Paso a paso
- 1
En una sartén grande y a fuego medio bajo tuesta las almendras, moviéndolas frecuentemente para que no se quemen. Cuando ya estén ligeramente doradas (después de unos 5 o 10 minutos), extiéndelas en una sola capa sobre un plato grande para que se vayan enfriando.
- 2
Ahora vierte la harina a la sartén y tuéstala también, moviendo constantemente y poniendo mucha atención porque muy fácilmente se puede quemar.
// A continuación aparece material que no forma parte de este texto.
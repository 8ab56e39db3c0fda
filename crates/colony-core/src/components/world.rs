//! World Components
//!
//! Read-only views of the objects the engine sees through the world facade:
//! positions, sources, construction sites, the spawn, the controller, flags
//! and ground energy piles.

use serde::{Deserialize, Serialize};
use std::fmt;

/// Identifier of a world object
#[derive(Debug, Clone, PartialEq, Eq, PartialOrd, Ord, Hash, Serialize, Deserialize)]
#[serde(transparent)]
pub struct ObjectId(pub String);

impl ObjectId {
    pub fn new(id: impl Into<String>) -> Self {
        Self(id.into())
    }

    pub fn as_str(&self) -> &str {
        &self.0
    }
}

impl fmt::Display for ObjectId {
    fn fmt(&self, f: &mut fmt::Formatter<'_>) -> fmt::Result {
        f.write_str(&self.0)
    }
}

impl From<&str> for ObjectId {
    fn from(id: &str) -> Self {
        Self(id.to_string())
    }
}

impl From<String> for ObjectId {
    fn from(id: String) -> Self {
        Self(id)
    }
}

/// A tile position inside the colony's room
#[derive(Debug, Clone, Copy, PartialEq, Eq, Hash, Default, Serialize, Deserialize)]
pub struct Position {
    pub x: i32,
    pub y: i32,
}

impl Position {
    pub const fn new(x: i32, y: i32) -> Self {
        Self { x, y }
    }

    /// Chebyshev distance, the number of single-tile moves between two tiles
    pub fn range_to(&self, other: Position) -> u32 {
        (self.x - other.x).unsigned_abs().max((self.y - other.y).unsigned_abs())
    }

    /// True when the two tiles touch (or coincide)
    pub fn is_near_to(&self, other: Position) -> bool {
        self.range_to(other) <= 1
    }

    pub fn in_range_to(&self, other: Position, range: u32) -> bool {
        self.range_to(other) <= range
    }

    /// The neighbouring tile one step closer to `target`
    pub fn step_toward(&self, target: Position) -> Position {
        Position {
            x: self.x + (target.x - self.x).signum(),
            y: self.y + (target.y - self.y).signum(),
        }
    }
}

impl fmt::Display for Position {
    fn fmt(&self, f: &mut fmt::Formatter<'_>) -> fmt::Result {
        write!(f, "({}, {})", self.x, self.y)
    }
}

/// An inclusive rectangle of tiles
#[derive(Debug, Clone, Copy, PartialEq, Eq, Serialize, Deserialize)]
pub struct Area {
    pub top: i32,
    pub left: i32,
    pub bottom: i32,
    pub right: i32,
}

impl Area {
    /// Square area of `radius` tiles around `center` (radius 1 gives 3x3)
    pub fn around(center: Position, radius: u32) -> Self {
        let r = radius as i32;
        Self {
            top: center.y - r,
            left: center.x - r,
            bottom: center.y + r,
            right: center.x + r,
        }
    }

    pub fn contains(&self, pos: Position) -> bool {
        pos.x >= self.left && pos.x <= self.right && pos.y >= self.top && pos.y <= self.bottom
    }
}

/// An energy source that agents extract from
#[derive(Debug, Clone, PartialEq, Eq, Serialize, Deserialize)]
pub struct Source {
    pub id: ObjectId,
    pub pos: Position,
    pub energy: u32,
    pub energy_capacity: u32,
}

impl Source {
    /// Active sources still have energy to extract
    pub fn is_active(&self) -> bool {
        self.energy > 0
    }
}

/// A structure under construction
#[derive(Debug, Clone, PartialEq, Eq, Serialize, Deserialize)]
pub struct ConstructionSite {
    pub id: ObjectId,
    pub pos: Position,
    pub progress: u32,
    pub progress_total: u32,
}

impl ConstructionSite {
    pub fn is_complete(&self) -> bool {
        self.progress >= self.progress_total
    }
}

/// The spawning facility, which is also the colony's energy storage
#[derive(Debug, Clone, PartialEq, Eq, Serialize, Deserialize)]
pub struct Spawn {
    pub id: ObjectId,
    pub name: String,
    pub pos: Position,
    pub energy: u32,
    pub energy_capacity: u32,
    pub hits: u32,
    pub hits_max: u32,
}

impl Spawn {
    pub fn is_full(&self) -> bool {
        self.energy >= self.energy_capacity
    }
}

/// The room controller
#[derive(Debug, Clone, PartialEq, Eq, Serialize, Deserialize)]
pub struct Controller {
    pub id: ObjectId,
    pub pos: Position,
    pub level: u8,
    pub progress: u32,
    pub progress_total: u32,
}

/// A named marker placed by the operator
#[derive(Debug, Clone, PartialEq, Eq, Serialize, Deserialize)]
pub struct Flag {
    pub id: ObjectId,
    pub name: String,
    pub pos: Position,
}

/// Energy lying on the ground; not individually tracked between ticks
#[derive(Debug, Clone, Copy, PartialEq, Eq, Serialize, Deserialize)]
pub struct EnergyPile {
    pub pos: Position,
    pub amount: u32,
}

/// Anything an identifier can resolve to
#[derive(Debug, Clone, PartialEq, Eq)]
pub enum WorldObject {
    Source(Source),
    ConstructionSite(ConstructionSite),
    Spawn(Spawn),
    Controller(Controller),
    Flag(Flag),
}

impl WorldObject {
    pub fn id(&self) -> &ObjectId {
        match self {
            WorldObject::Source(s) => &s.id,
            WorldObject::ConstructionSite(s) => &s.id,
            WorldObject::Spawn(s) => &s.id,
            WorldObject::Controller(c) => &c.id,
            WorldObject::Flag(f) => &f.id,
        }
    }

    pub fn pos(&self) -> Position {
        match self {
            WorldObject::Source(s) => s.pos,
            WorldObject::ConstructionSite(s) => s.pos,
            WorldObject::Spawn(s) => s.pos,
            WorldObject::Controller(c) => c.pos,
            WorldObject::Flag(f) => f.pos,
        }
    }

    /// Storage facilities accept energy transfers
    pub fn is_storage(&self) -> bool {
        matches!(self, WorldObject::Spawn(_))
    }

    pub fn as_source(&self) -> Option<&Source> {
        match self {
            WorldObject::Source(s) => Some(s),
            _ => None,
        }
    }

    pub fn as_construction_site(&self) -> Option<&ConstructionSite> {
        match self {
            WorldObject::ConstructionSite(s) => Some(s),
            _ => None,
        }
    }
}

#[cfg(test)]
mod tests {
    use super::*;

    #[test]
    fn test_range_is_chebyshev() {
        let a = Position::new(10, 10);
        assert_eq!(a.range_to(Position::new(13, 11)), 3);
        assert_eq!(a.range_to(Position::new(9, 9)), 1);
        assert_eq!(a.range_to(a), 0);
    }

    #[test]
    fn test_is_near_to() {
        let a = Position::new(5, 5);
        assert!(a.is_near_to(Position::new(6, 6)));
        assert!(a.is_near_to(a));
        assert!(!a.is_near_to(Position::new(7, 5)));
    }

    #[test]
    fn test_step_toward() {
        let a = Position::new(5, 5);
        assert_eq!(a.step_toward(Position::new(9, 2)), Position::new(6, 4));
        assert_eq!(a.step_toward(Position::new(5, 8)), Position::new(5, 6));
        assert_eq!(a.step_toward(a), a);
    }

    #[test]
    fn test_area_around_is_three_by_three() {
        let area = Area::around(Position::new(20, 30), 1);
        assert_eq!(area, Area { top: 29, left: 19, bottom: 31, right: 21 });
        assert!(area.contains(Position::new(21, 31)));
        assert!(!area.contains(Position::new(22, 30)));
    }

    #[test]
    fn test_storage_classification() {
        let spawn = WorldObject::Spawn(Spawn {
            id: "spawn-HQ".into(),
            name: "HQ".into(),
            pos: Position::new(1, 1),
            energy: 0,
            energy_capacity: 300,
            hits: 5000,
            hits_max: 5000,
        });
        let flag = WorldObject::Flag(Flag {
            id: "flag-muleDrop".into(),
            name: "muleDrop".into(),
            pos: Position::new(2, 2),
        });
        assert!(spawn.is_storage());
        assert!(!flag.is_storage());
    }

    #[test]
    fn test_site_completion() {
        let mut site = ConstructionSite {
            id: "site-1".into(),
            pos: Position::new(0, 0),
            progress: 2999,
            progress_total: 3000,
        };
        assert!(!site.is_complete());
        site.progress = 3000;
        assert!(site.is_complete());
    }
}
//! Supervisor Override
//!
//! Optional role reassignment run before dispatch: the named agents turn to
//! the surplus role while the home spawn is full and return to their default
//! role as soon as it needs energy again.

use colony_events::{Activity, Section, TickReport};

use crate::components::{AgentView, RoleTag, Spawn};
use crate::config::SupervisorConfig;
use crate::state::ColonyState;

use super::record;

/// Whether the home spawn has no room for more energy
pub fn surplus_energy(home: Option<&Spawn>) -> bool {
    home.is_some_and(Spawn::is_full)
}

/// Rewrite the role tag of every supervised live agent whose role does not
/// match the current energy situation. Returns the number of agents changed.
pub fn apply_reassignments(
    home: Option<&Spawn>,
    agents: &[AgentView],
    config: &SupervisorConfig,
    state: &mut ColonyState,
    report: &mut TickReport,
) -> usize {
    if !config.enabled || home.is_none() {
        return 0;
    }

    let target = if surplus_energy(home) {
        config.surplus_role
    } else {
        config.default_role
    };

    let mut changed = 0;
    for agent in agents.iter().filter(|a| config.agents.contains(&a.name)) {
        let memory = state.memory_mut(&agent.name);
        let from = match memory.role_tag() {
            RoleTag::Known(role) if role == target => continue,
            RoleTag::Known(role) => Some(role.to_string()),
            RoleTag::Unrecognized(tag) => Some(tag),
            RoleTag::Missing => None,
        };
        memory.set_role(target);
        changed += 1;
        record(
            report,
            Section::Supervisor,
            &agent.name,
            Activity::Reassigned { from, to: target.to_string() },
        );
    }
    changed
}
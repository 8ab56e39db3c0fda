//! Roster Components
//!
//! The operator's declarative table of desired workers.

use serde::{Deserialize, Serialize};
use std::collections::BTreeMap;
use std::fmt;

use super::agent::Role;

/// Energy a single CARRY part can hold
pub const CARRY_CAPACITY: u32 = 50;

/// Upper bound on body size accepted by the spawn
pub const MAX_BODY_PARTS: usize = 50;

/// A body part; the ordered list of parts is an agent's body composition
#[derive(Debug, Clone, Copy, PartialEq, Eq, Hash, Serialize, Deserialize)]
#[serde(rename_all = "SCREAMING_SNAKE_CASE")]
pub enum BodyPart {
    Move,
    Work,
    Carry,
    Attack,
    RangedAttack,
    Heal,
    Tough,
}

impl BodyPart {
    /// Spawn energy cost of the part
    pub fn cost(&self) -> u32 {
        match self {
            BodyPart::Move => 50,
            BodyPart::Work => 100,
            BodyPart::Carry => 50,
            BodyPart::Attack => 80,
            BodyPart::RangedAttack => 150,
            BodyPart::Heal => 200,
            BodyPart::Tough => 10,
        }
    }
}

impl fmt::Display for BodyPart {
    fn fmt(&self, f: &mut fmt::Formatter<'_>) -> fmt::Result {
        let label = match self {
            BodyPart::Move => "MOVE",
            BodyPart::Work => "WORK",
            BodyPart::Carry => "CARRY",
            BodyPart::Attack => "ATTACK",
            BodyPart::RangedAttack => "RANGED_ATTACK",
            BodyPart::Heal => "HEAL",
            BodyPart::Tough => "TOUGH",
        };
        f.write_str(label)
    }
}

/// Total spawn cost of a body
pub fn body_cost(body: &[BodyPart]) -> u32 {
    body.iter().map(BodyPart::cost).sum()
}

/// Number of parts of one kind
pub fn count_parts(body: &[BodyPart], part: BodyPart) -> u32 {
    body.iter().filter(|p| **p == part).count() as u32
}

/// Energy the body can carry
pub fn carry_capacity(body: &[BodyPart]) -> u32 {
    count_parts(body, BodyPart::Carry) * CARRY_CAPACITY
}

/// One desired worker
#[derive(Debug, Clone, PartialEq, Eq, Serialize, Deserialize)]
pub struct WorkerSpec {
    /// Agent name; the key that ties a roster entry to a live agent
    pub name: String,
    pub role: Role,
    pub body: Vec<BodyPart>,
    /// Respawn the agent whenever it is missing
    #[serde(default, alias = "keepSpawning")]
    pub keep_spawning: bool,
    /// Extra memory written at creation, after the role
    #[serde(default)]
    pub memory: BTreeMap<String, String>,
}

impl WorkerSpec {
    pub fn new(name: impl Into<String>, role: Role, body: Vec<BodyPart>) -> Self {
        Self {
            name: name.into(),
            role,
            body,
            keep_spawning: true,
            memory: BTreeMap::new(),
        }
    }

    pub fn with_memory(mut self, key: impl Into<String>, value: impl Into<String>) -> Self {
        self.memory.insert(key.into(), value.into());
        self
    }

    pub fn keep_spawning(mut self, keep: bool) -> Self {
        self.keep_spawning = keep;
        self
    }

    pub fn cost(&self) -> u32 {
        body_cost(&self.body)
    }
}

#[cfg(test)]
mod tests {
    use super::*;
    use BodyPart::*;

    #[test]
    fn test_body_cost() {
        assert_eq!(body_cost(&[Work, Work, Move, Move]), 300);
        assert_eq!(body_cost(&[Carry, Carry, Carry, Carry, Move, Move]), 300);
        assert_eq!(body_cost(&[]), 0);
        assert_eq!(body_cost(&[Tough, Heal, RangedAttack, Attack]), 440);
    }

    #[test]
    fn test_carry_capacity() {
        assert_eq!(carry_capacity(&[Work, Carry, Carry, Carry, Move]), 150);
        assert_eq!(carry_capacity(&[Work, Work, Move, Move]), 0);
    }

    #[test]
    fn test_body_part_serialization() {
        assert_eq!(serde_json::to_string(&RangedAttack).unwrap(), r#""RANGED_ATTACK""#);
        assert_eq!(serde_json::from_str::<BodyPart>(r#""WORK""#).unwrap(), Work);
    }

    #[test]
    fn test_worker_spec_from_toml_accepts_camel_case_flag() {
        let spec: WorkerSpec = toml::from_str(
            r#"
            name = "Miner1"
            role = "Miner"
            body = ["WORK", "WORK", "MOVE", "MOVE"]
            keepSpawning = true
            memory = { sourceID = "src-a" }
            "#,
        )
        .unwrap();
        assert!(spec.keep_spawning);
        assert_eq!(spec.memory.get("sourceID").map(String::as_str), Some("src-a"));
        assert_eq!(spec.cost(), 300);
    }

    #[test]
    fn test_keep_spawning_defaults_to_false() {
        let spec: WorkerSpec =
            toml::from_str("name = \"Builder1\"\nrole = \"Builder\"\nbody = [\"WORK\"]\n").unwrap();
        assert!(!spec.keep_spawning);
        assert!(spec.memory.is_empty());
    }
}
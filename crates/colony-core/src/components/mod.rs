//! Components
//!
//! Data types for agents, roster entries, and the world objects seen
//! through the facade.

pub mod agent;
pub mod roster;
pub mod world;

pub use agent::*;
pub use roster::*;
pub use world::*;
//! Colony Simulation Runner
//!
//! Drives the decision engine against the sandbox world for a number of
//! ticks, persisting the colony state and logging every tick's report.

use clap::Parser;
use std::path::PathBuf;
use tracing_subscriber::EnvFilter;

use colony_core::config::DEFAULT_CONFIG_PATH;
use colony_core::{ColonyEngine, ColonyState, ColonyWorld, Config, EventLogger, Sandbox};

/// Command line arguments for the runner
#[derive(Parser, Debug)]
#[command(name = "colony_sim")]
#[command(about = "Runs the colony decision engine against a sandbox room")]
struct Args {
    /// Configuration file
    #[arg(long, default_value = DEFAULT_CONFIG_PATH)]
    config: PathBuf,

    /// Number of ticks to run (overrides the config)
    #[arg(long)]
    ticks: Option<u64>,

    /// Random seed for pile selection (overrides the config)
    #[arg(long)]
    seed: Option<u64>,

    /// Persisted colony state, loaded at start and saved at the end
    #[arg(long)]
    state: Option<PathBuf>,

    /// Write tick reports as JSON lines to this file
    #[arg(long)]
    events: Option<PathBuf>,

    /// Log every decision at debug level
    #[arg(long, short)]
    verbose: bool,
}

fn main() {
    let args = Args::parse();

    let default_level = if args.verbose { "debug" } else { "info" };
    tracing_subscriber::fmt()
        .with_env_filter(
            EnvFilter::try_from_default_env().unwrap_or_else(|_| EnvFilter::new(default_level)),
        )
        .with_target(false)
        .init();

    let mut config = if args.config.exists() {
        match Config::load(&args.config) {
            Ok(config) => config,
            Err(e) => {
                tracing::error!("Could not load {}: {}", args.config.display(), e);
                std::process::exit(1);
            }
        }
    } else {
        tracing::warn!("{} not found, using defaults", args.config.display());
        Config::default()
    };
    if let Some(seed) = args.seed {
        config.engine.seed = seed;
    }
    let ticks = args.ticks.unwrap_or(config.engine.ticks);

    println!("Colony Decision Engine");
    println!("======================");
    println!("Seed: {}", config.engine.seed);
    println!("Ticks: {}", ticks);
    println!("Roster: {} workers", config.roster.len());
    println!();

    let mut state = match &args.state {
        Some(path) => match ColonyState::load_or_new(path) {
            Ok(state) => state,
            Err(e) => {
                tracing::error!("Could not load state {}: {}", path.display(), e);
                std::process::exit(1);
            }
        },
        None => ColonyState::new(),
    };

    let mut logger = match &args.events {
        Some(path) => EventLogger::new(path).unwrap_or_else(|e| {
            eprintln!("Warning: Could not open {}: {}", path.display(), e);
            EventLogger::null()
        }),
        None => EventLogger::null(),
    };

    let mut engine = ColonyEngine::new(&config);
    let mut world = Sandbox::new(&config.scenario);
    let mut notifications = 0;

    for _ in 0..ticks {
        let outcome = world.step(&mut engine, state);
        state = outcome.state;
        world.clear_journal();
        notifications += outcome.report.notifications.len();

        if let Err(e) = logger.log(&outcome.report) {
            eprintln!("Warning: Could not log tick {}: {}", outcome.report.tick, e);
        }
        if outcome.report.tick > 0 && outcome.report.tick % 100 == 0 {
            println!(
                "Tick {} / {} ({} agents alive, {} idle)",
                outcome.report.tick,
                ticks,
                world.agents().len(),
                outcome.report.idle_count()
            );
        }
    }

    if let Err(e) = logger.flush() {
        eprintln!("Warning: Could not flush event log: {}", e);
    }
    if let Some(path) = &args.state {
        if let Err(e) = state.save(path) {
            tracing::error!("Could not save state {}: {}", path.display(), e);
        }
    }

    println!();
    println!("Run complete. Ran {} ticks.", ticks);
    if let Some(level) = state.controller_level() {
        println!("Controller level: {} ({} upgrades seen)", level, notifications);
    }
    println!("Logged {} report lines.", logger.line_count());
}
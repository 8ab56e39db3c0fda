//! Roster Scheduler
//!
//! Reconciles the desired roster against the living agents: reports the
//! liveness of every present entry and asks the home spawn to create the
//! missing ones. A creation failing for lack of stored energy raises the
//! tick's shortage flag.

use colony_events::{Activity, Section, TickReport};
use serde::{Deserialize, Serialize};
use std::collections::BTreeMap;

use crate::components::{AgentMemory, AgentView, BodyPart, WorkerSpec};
use crate::config::EngineConfig;
use crate::facade::{ColonyWorld, SpawnOutcome};

use super::record;

/// Remaining-lifespan classification of a live agent
#[derive(Debug, Clone, Copy, PartialEq, Eq, Serialize, Deserialize)]
#[serde(rename_all = "snake_case")]
pub enum Liveness {
    Healthy,
    NearExpiry(u32),
    Critical(u32),
}

impl Liveness {
    /// Critical is checked before near-expiry so the tighter bound wins
    pub fn classify(ticks_to_live: Option<u32>, settings: &EngineConfig) -> Self {
        match ticks_to_live {
            Some(ttl) if ttl <= settings.critical_ticks => Liveness::Critical(ttl),
            Some(ttl) if ttl <= settings.near_expiry_ticks => Liveness::NearExpiry(ttl),
            _ => Liveness::Healthy,
        }
    }

    fn activity(self) -> Activity {
        match self {
            Liveness::Healthy => Activity::AliveAndKicking,
            Liveness::NearExpiry(ticks_to_live) => Activity::NearExpiry { ticks_to_live },
            Liveness::Critical(ticks_to_live) => Activity::Critical { ticks_to_live },
        }
    }
}

/// A creation request issued this tick and how the spawn answered it
#[derive(Debug, Clone, PartialEq, Eq, Serialize, Deserialize)]
pub struct CreationRequest {
    pub name: String,
    pub body: Vec<BodyPart>,
    pub memory: AgentMemory,
    pub outcome: SpawnOutcome,
}

/// What the scheduler produced this tick
#[derive(Debug, Clone, Default, PartialEq, Eq)]
pub struct RosterOutcome {
    /// Set when a creation failed for lack of stored energy
    pub shortage: bool,
    pub requests: Vec<CreationRequest>,
}

impl RosterOutcome {
    /// Requests the spawn accepted
    pub fn accepted(&self) -> impl Iterator<Item = &CreationRequest> {
        self.requests
            .iter()
            .filter(|r| r.outcome == SpawnOutcome::Success)
    }
}

/// Run one reconciliation pass over the roster.
///
/// At most one request is issued per entry; nothing is retried within the
/// tick since an absent agent is simply absent again next tick.
pub fn reconcile_roster<W: ColonyWorld + ?Sized>(
    world: &mut W,
    roster: &[WorkerSpec],
    agents: &[AgentView],
    settings: &EngineConfig,
    report: &mut TickReport,
) -> RosterOutcome {
    let live: BTreeMap<&str, &AgentView> = agents.iter().map(|a| (a.name.as_str(), a)).collect();
    let mut outcome = RosterOutcome::default();

    for spec in roster {
        if let Some(agent) = live.get(spec.name.as_str()) {
            let activity = if agent.spawning {
                Activity::Spawning
            } else {
                Liveness::classify(agent.ticks_to_live, settings).activity()
            };
            record(report, Section::LifeCheck, &spec.name, activity);
            continue;
        }

        if !spec.keep_spawning {
            record(report, Section::LifeCheck, &spec.name, Activity::NotRespawning);
            continue;
        }

        let memory = AgentMemory::seeded(spec.role, &spec.memory);
        let result = world.request_agent_creation(&spec.body, &spec.name, &memory);
        let activity = match result {
            SpawnOutcome::Success => Activity::Resurrecting,
            SpawnOutcome::Busy => Activity::SpawnBusy,
            SpawnOutcome::InsufficientEnergy => {
                outcome.shortage = true;
                Activity::SpawnLacksEnergy
            }
            SpawnOutcome::InvalidComposition => {
                tracing::error!(
                    agent = %spec.name,
                    parts = spec.body.len(),
                    "roster entry has an invalid body composition"
                );
                Activity::InvalidBody
            }
        };
        record(report, Section::LifeCheck, &spec.name, activity);

        outcome.requests.push(CreationRequest {
            name: spec.name.clone(),
            body: spec.body.clone(),
            memory,
            outcome: result,
        });
    }

    outcome
}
Ya doradita la harina, viértela a un tazón y permite que se enfríe.
- 3
Vacía las almendras y media taza de azúcar glass a un procesador de alimentos. Procesa a pulsos hasta que las almendras se hayan deshecho en pedacitos muy chiquitos, pero si permitir que la mezcla se haga pastosa.
- 4
Coloca la mantequilla en un recipiente grande y bátela con una batidora eléctrica hasta que esté cremosa. Agrega la harina, la sala, la vainilla y la mezcla de almendras y bate hasta lograr una mezcla homogénea. Junta la masa en un tazón donde quepa bien y métela al refrigerador durante al menos tres horas.
- 5
Prende el horno a 200°C / 400°F para que se vaya calentando. Vierte la media taza de azúcar glass restante a un tazón mediano.
- 6
Saca la masa de galletas del refrigerador. Con las manos forma bolas de masa de aproximadamente 2.5 centímetros (1 pulgada) y colócalas sobre una charola de metal para hornear. Aplana ligeramente cada bola con los dedos.
- 7
Hornea las galletitas durante unos 15 minutos, hasta que se empiecen a dorar ligeramente.
- 8
Al sacarlas del horno, déjalas un par de minutos sobre la bandeja de metal. Después, levántalas una por una con una espátula de metal y colócalas en el tazón con el azúcar glass. Voltea bien la galletita para que se cubra de azúcar por todos lados.
- 9
Sacudiendo el exceso, coloca la galleta sobre un plato extendido y procede con las demás. Cuando ya todas las galletas se hayan azucarado, permite que se enfríen algunas horas, hasta que alcancen la temperatura ambiente.